I'm thinking emersed plants in the sump is the way to go, no need for co2 or ferts. But what plants/plant would be best? Any suggestions?

Thanks, 

Rich


----------



## dw1305 (9 Oct 2014)

Hi all,
Depends how much vertical height you have above the sump. If you have plenty of height you could use something like _Cyperus alternatifolius. _If your height is restricted _Epipremnum aureum_ works well <http://www.tuncalik.com/2010/01/indoor-plants-for-water-purification-in-aquariums/>. They are both very easy to grow.

A bit of a left field suggestion is "Lemon Grass", (_Cymbopogon citratus). I_ haven't tried it in a sump, but it grows like mad and is easy to grow if kept warm. To obtain it you go to the supermarket of your choice, and buy a pack for thai curry etc. Place the bases in some water (or potting compost) and it will start growing.

Another option is use a floater, if you have enough light Nile Cabbage _Pistia stratiotes _is good, and used a lot in tropical "waste water" re-mediation work <http://www.geocities.jp/epcowmjp/EPCOWM2002/709-714Fonkou.pdf>.

cheers Darrel


----------



## parotet (9 Oct 2014)

As Darrel mention if you are not heigh limited I would try Cyperus or similar genus. Easy to manage, effective and medium sized.

Many years ago I was involved in the a management of a green filter in a sustainable demonstrative garden. We had several meters of channels with different Colocasia varieties. They grew like mad and were really effective to deliver very clean water to a naturalized waterfall pond and 2 ornamental ponds with Kois. Do not use the standard species unless you have a lot of room or a giant sump, but a friend of mine has some dwarf varieties (species?) that are max. 30 cm heigh with deep red stems which are actually used in the emerged part of the tank. It could be very nice for a sump.

Jordi


----------



## dw1305 (9 Oct 2014)

Hi all,





parotet said:


> We had several meters of channels with different Colocasia varieties.

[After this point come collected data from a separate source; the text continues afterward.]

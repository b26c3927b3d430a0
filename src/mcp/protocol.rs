/// MCP (Model Context Protocol) message structures and JSON-RPC handling
///
/// This module defines the JSON-RPC message format MCP clients use to talk
/// to the tracker server.

use serde::{Deserialize, Serialize};
use serde_json::Value;
use std::collections::HashMap;

/// MCP protocol version we support
pub const MCP_VERSION: &str = "2024-11-05";

/// JSON-RPC 2.0 request message
///
/// A request without an `id` is a notification and gets no response.
#[derive(Debug, Deserialize)]
pub struct JsonRpcRequest {
    /// JSON-RPC version, must be "2.0"
    pub jsonrpc: String,
    #[serde(default)]
    pub id: Option<Value>,
    /// The method to call (e.g., "tools/call")
    pub method: String,
    #[serde(default)]
    pub params: Option<Value>,
}

impl JsonRpcRequest {
    pub fn is_notification(&self) -> bool {
        self.id.is_none()
    }
}

/// JSON-RPC 2.0 response message
#[derive(Debug, Serialize)]
pub struct JsonRpcResponse {
    pub jsonrpc: String,
    pub id: Value,
    #[serde(skip_serializing_if = "Option::is_none")]
    pub result: Option<Value>,
    #[serde(skip_serializing_if = "Option::is_none")]
    pub error: Option<JsonRpcError>,
}

/// JSON-RPC error information
#[derive(Debug, Serialize)]
pub struct JsonRpcError {
    pub code: i32,
    pub message: String,
    #[serde(skip_serializing_if = "Option::is_none")]
    pub data: Option<Value>,
}

/// Parameters of a tools/call request
#[derive(Debug, Deserialize)]
pub struct ToolCallParams {
    /// Name of the tool to call (e.g., "habit_toggle")
    pub name: String,
    #[serde(default)]
    pub arguments: HashMap<String, Value>,
}

/// Result of a tool call
///
/// Tool failures are reported here with `is_error` set, not as JSON-RPC
/// errors.
#[derive(Debug, Serialize)]
#[serde(rename_all = "camelCase")]
pub struct ToolCallResult {
    pub content: Vec<ToolContent>,
    pub is_error: bool,
}

/// Content returned by a tool
#[derive(Debug, Serialize)]
pub struct ToolContent {
    /// Type of content (always "text" here)
    #[serde(rename = "type")]
    pub content_type: String,
    pub text: String,
}

/// Description of one tool for tools/list
#[derive(Debug, Serialize)]
#[serde(rename_all = "camelCase")]
pub struct ToolDefinition {
    pub name: String,
    pub description: String,
    /// JSON schema for the tool's arguments
    pub input_schema: Value,
}

#[derive(Debug, Serialize)]
pub struct ServerCapabilities {
    #[serde(skip_serializing_if = "Option::is_none")]
    pub tools: Option<ToolsCapability>,
}

#[derive(Debug, Serialize)]
#[serde(rename_all = "camelCase")]
pub struct ToolsCapability {
    pub list_changed: bool,
}

/// Parameters of the initialize request; all optional on our side
#[derive(Debug, Default, Deserialize)]
#[serde(rename_all = "camelCase")]
pub struct InitializeParams {
    #[serde(default)]
    pub protocol_version: Option<String>,
    #[serde(default)]
    pub client_info: Option<ClientInfo>,
}

/// Information about the MCP client
#[derive(Debug, Deserialize)]
pub struct ClientInfo {
    pub name: String,
    #[serde(default)]
    pub version: Option<String>,
}

#[derive(Debug, Serialize)]
#[serde(rename_all = "camelCase")]
pub struct InitializeResult {
    pub protocol_version: String,
    pub capabilities: ServerCapabilities,
    pub server_info: ServerInfo,
}

#[derive(Debug, Serialize)]
pub struct ServerInfo {
    pub name: String,
    pub version: String,
}

/// Standard JSON-RPC error codes
pub mod error_codes {
    /// Invalid JSON was received by the server
    pub const PARSE_ERROR: i32 = -32700;
    /// The JSON sent is not a valid Request object
    pub const INVALID_REQUEST: i32 = -32600;
    /// The requested method doesn't exist
    pub const METHOD_NOT_FOUND: i32 = -32601;
    /// Method exists but parameters are wrong
    pub const INVALID_PARAMS: i32 = -32602;
    /// The server failed to build a response
    pub const INTERNAL_ERROR: i32 = -32603;
}

impl JsonRpcResponse {
    pub fn success(id: Value, result: Value) -> Self {
        Self {
            jsonrpc: "2.0".to_string(),
            id,
            result: Some(result),
            error: None,
        }
    }

    pub fn error(id: Value, code: i32, message: String, data: Option<Value>) -> Self {
        Self {
            jsonrpc: "2.0".to_string(),
            id,
            result: None,
            error: Some(JsonRpcError {
                code,
                message,
                data,
            }),
        }
    }
}

impl ToolCallResult {
    /// A successful tool result with text content
    pub fn success(text: String) -> Self {
        Self {
            content: vec![ToolContent {
                content_type: "text".to_string(),
                text,
            }],
            is_error: false,
        }
    }

    /// A failed tool result
    pub fn error(error_message: String) -> Self {
        Self {
            content: vec![ToolContent {
                content_type: "text".to_string(),
                text: format!("Error: {}", error_message),
            }],
            is_error: true,
        }
    }
}

#[cfg(test)]
mod tests {
    use super::*;
    use serde_json::json;

    #[test]
    fn test_notification_has_no_id() {
        let request: JsonRpcRequest =
            serde_json::from_value(json!({"jsonrpc": "2.0", "method": "notifications/initialized"}))
                .unwrap();
        assert!(request.is_notification());
    }

    #[test]
    fn test_tool_result_uses_camel_case() {
        let value = serde_json::to_value(ToolCallResult::error("boom".to_string())).unwrap();
        assert_eq!(value["isError"], json!(true));
        assert_eq!(value["content"][0]["type"], json!("text"));
        assert_eq!(value["content"][0]["text"], json!("Error: boom"));
    }
}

_Colocasia_ is a good call, _C. esculenta _you can buy from some green grocers/supermarkets  (particularly if you live in a large town or city) it is "Dasheen",  "Eddoes" or "Taro". <http://www.hardytropicals.co.uk/forum/viewtopic.php?f=1&t=11475> &
<http://www.ukaps.org/forum/threads/floating-plant-advice-for-large-indoor-pond.15370/#post-159243>

Another vegetable that grows well in warm and wet conditions is Sweet Potato (_Ipomoea batatas_). Taro will grow in really wet conditions, but for Sweet Potato you would need the tuber above the water level.

cheers Darrel


----------



## Darwin88 (9 Oct 2014)

Wow, some fantastic suggestions there, thanks. The sump is enclosed within the cabinet so space isn't at a premium.  Love the _C. altenatifolius _though, think I might have to get some of that for the main display tank.

I also like the lemon grass idea, I grow loads of fruit and veg in the garden, I already water them with fish water so why the hell not grow edibles in the sump? Excellent idea.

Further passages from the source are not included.